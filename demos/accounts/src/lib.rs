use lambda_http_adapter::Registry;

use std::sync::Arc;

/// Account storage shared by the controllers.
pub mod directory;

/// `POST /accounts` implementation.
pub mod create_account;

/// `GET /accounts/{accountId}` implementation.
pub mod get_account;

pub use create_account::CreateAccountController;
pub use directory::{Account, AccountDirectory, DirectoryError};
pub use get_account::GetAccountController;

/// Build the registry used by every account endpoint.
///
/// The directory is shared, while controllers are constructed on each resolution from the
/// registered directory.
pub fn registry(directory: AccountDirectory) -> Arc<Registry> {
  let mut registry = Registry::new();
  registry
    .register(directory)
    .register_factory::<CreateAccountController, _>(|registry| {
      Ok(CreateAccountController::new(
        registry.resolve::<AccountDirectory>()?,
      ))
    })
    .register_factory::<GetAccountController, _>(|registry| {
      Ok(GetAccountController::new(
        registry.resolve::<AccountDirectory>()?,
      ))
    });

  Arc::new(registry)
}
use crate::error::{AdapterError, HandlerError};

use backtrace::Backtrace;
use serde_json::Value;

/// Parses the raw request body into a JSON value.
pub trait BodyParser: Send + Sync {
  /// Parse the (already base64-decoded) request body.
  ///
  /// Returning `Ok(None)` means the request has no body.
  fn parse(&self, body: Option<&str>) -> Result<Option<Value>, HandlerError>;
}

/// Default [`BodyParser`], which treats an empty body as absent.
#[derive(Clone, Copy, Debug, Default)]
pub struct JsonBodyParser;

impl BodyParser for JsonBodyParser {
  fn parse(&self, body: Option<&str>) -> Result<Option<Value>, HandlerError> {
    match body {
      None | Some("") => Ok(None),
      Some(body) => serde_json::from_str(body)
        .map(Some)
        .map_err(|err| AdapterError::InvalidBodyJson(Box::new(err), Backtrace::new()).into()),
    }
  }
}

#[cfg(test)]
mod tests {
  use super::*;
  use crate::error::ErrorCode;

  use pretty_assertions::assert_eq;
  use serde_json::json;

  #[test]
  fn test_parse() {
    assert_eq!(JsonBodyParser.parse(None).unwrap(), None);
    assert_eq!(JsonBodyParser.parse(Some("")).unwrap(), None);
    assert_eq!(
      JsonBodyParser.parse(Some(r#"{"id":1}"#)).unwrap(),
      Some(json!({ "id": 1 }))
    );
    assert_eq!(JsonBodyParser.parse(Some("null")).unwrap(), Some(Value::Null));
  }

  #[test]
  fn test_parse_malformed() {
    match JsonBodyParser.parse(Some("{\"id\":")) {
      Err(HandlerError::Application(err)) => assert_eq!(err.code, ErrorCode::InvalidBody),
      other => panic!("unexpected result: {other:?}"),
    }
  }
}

____

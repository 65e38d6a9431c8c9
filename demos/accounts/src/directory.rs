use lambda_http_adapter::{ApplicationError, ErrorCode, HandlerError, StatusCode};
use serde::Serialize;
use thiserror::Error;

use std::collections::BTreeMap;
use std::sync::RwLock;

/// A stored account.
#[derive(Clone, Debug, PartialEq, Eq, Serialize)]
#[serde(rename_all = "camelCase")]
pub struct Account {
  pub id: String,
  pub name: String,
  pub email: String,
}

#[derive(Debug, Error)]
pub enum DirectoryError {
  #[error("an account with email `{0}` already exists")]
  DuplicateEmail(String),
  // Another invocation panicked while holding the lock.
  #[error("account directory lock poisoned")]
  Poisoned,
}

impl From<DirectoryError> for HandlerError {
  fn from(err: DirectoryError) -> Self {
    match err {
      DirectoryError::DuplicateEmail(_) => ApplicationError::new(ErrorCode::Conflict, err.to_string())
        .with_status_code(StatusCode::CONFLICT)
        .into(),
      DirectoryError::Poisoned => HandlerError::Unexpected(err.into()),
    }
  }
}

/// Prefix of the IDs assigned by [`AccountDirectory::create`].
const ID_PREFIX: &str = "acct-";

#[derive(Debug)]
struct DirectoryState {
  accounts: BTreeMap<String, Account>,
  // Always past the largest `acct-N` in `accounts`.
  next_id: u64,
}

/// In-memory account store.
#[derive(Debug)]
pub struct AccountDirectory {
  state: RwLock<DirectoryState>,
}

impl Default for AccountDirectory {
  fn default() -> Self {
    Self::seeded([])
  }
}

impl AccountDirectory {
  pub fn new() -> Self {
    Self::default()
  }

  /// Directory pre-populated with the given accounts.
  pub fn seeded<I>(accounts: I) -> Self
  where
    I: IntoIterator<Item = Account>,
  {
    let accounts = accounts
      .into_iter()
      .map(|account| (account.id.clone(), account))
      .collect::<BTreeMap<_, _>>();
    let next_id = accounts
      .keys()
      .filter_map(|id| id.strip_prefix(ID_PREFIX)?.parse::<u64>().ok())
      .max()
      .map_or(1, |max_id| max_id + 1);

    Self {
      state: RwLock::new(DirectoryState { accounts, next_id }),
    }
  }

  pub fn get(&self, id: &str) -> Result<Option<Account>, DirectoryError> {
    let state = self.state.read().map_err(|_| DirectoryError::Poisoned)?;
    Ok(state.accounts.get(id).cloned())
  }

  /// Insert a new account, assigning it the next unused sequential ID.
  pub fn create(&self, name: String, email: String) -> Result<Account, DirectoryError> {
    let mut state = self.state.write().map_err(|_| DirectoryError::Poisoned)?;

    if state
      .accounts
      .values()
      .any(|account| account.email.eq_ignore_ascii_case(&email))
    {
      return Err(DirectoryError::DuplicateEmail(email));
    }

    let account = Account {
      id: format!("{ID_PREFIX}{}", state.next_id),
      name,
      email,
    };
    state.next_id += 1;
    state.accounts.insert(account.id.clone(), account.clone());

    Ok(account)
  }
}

____

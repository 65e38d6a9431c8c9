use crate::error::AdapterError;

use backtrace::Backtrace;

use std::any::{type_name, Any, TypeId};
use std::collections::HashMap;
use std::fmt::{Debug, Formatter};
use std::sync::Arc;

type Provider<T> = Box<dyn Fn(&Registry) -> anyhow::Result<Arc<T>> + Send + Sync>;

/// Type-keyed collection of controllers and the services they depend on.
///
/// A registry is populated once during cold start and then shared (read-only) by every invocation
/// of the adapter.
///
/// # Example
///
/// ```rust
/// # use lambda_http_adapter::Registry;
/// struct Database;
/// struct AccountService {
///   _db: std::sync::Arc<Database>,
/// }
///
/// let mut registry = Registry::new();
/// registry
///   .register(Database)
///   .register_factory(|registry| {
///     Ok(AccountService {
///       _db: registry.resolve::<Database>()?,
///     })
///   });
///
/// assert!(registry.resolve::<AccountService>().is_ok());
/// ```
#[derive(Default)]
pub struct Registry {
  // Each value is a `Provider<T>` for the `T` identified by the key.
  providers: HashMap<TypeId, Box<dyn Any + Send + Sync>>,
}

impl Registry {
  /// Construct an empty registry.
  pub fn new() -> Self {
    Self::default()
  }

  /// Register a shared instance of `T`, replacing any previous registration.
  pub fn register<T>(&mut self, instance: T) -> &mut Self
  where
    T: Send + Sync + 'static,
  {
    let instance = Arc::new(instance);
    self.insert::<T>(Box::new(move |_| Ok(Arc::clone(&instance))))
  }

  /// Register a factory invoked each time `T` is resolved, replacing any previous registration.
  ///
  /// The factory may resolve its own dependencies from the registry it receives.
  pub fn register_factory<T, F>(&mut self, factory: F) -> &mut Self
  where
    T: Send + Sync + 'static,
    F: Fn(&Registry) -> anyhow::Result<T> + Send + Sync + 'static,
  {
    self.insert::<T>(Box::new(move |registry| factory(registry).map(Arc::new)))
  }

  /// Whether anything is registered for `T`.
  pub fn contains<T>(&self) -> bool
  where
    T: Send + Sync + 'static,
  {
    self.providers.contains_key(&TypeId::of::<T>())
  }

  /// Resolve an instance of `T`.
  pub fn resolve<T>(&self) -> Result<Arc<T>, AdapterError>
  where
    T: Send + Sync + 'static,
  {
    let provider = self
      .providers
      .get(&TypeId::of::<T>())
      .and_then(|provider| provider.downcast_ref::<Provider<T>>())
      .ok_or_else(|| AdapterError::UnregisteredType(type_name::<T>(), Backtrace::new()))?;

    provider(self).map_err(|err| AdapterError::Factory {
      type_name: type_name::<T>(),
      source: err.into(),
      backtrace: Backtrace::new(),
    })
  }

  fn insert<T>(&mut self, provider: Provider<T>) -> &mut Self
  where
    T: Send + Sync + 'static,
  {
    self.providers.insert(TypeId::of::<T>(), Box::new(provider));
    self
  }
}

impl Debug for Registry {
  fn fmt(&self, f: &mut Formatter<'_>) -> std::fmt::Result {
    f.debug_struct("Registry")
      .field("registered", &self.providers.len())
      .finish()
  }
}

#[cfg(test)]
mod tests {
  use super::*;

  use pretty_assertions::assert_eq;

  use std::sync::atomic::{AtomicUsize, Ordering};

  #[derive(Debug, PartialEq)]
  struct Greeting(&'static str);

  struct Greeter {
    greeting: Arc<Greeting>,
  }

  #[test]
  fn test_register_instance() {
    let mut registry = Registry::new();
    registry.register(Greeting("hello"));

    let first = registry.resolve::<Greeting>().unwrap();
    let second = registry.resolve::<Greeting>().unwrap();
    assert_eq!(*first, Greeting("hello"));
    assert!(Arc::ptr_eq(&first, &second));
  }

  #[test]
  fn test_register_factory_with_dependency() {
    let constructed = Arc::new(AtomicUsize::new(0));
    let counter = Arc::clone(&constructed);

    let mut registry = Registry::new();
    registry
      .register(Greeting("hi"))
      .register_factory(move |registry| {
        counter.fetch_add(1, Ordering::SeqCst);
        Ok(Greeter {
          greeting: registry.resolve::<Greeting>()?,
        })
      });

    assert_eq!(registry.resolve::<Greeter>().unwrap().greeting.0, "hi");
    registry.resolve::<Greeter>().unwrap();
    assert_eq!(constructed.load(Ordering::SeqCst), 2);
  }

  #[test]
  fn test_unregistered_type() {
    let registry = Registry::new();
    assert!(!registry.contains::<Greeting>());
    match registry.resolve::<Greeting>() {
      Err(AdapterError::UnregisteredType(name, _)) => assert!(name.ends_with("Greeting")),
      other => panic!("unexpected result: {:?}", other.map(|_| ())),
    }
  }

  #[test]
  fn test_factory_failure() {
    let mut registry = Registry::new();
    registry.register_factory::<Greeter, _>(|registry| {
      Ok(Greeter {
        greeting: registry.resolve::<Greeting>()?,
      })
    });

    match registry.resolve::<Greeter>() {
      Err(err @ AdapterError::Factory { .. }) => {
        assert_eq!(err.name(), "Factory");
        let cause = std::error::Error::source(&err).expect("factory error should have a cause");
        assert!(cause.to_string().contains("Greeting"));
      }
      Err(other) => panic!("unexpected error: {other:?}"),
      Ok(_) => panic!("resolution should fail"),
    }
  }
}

____

* _WORK ORDER_: Using the data above, return every line that contains the string "SeqCst".

* _ANSWER TO THIS PROBLEM_:
        counter.fetch_add(1, Ordering::SeqCst);
    assert_eq!(constructed.load(Ordering::SeqCst), 2);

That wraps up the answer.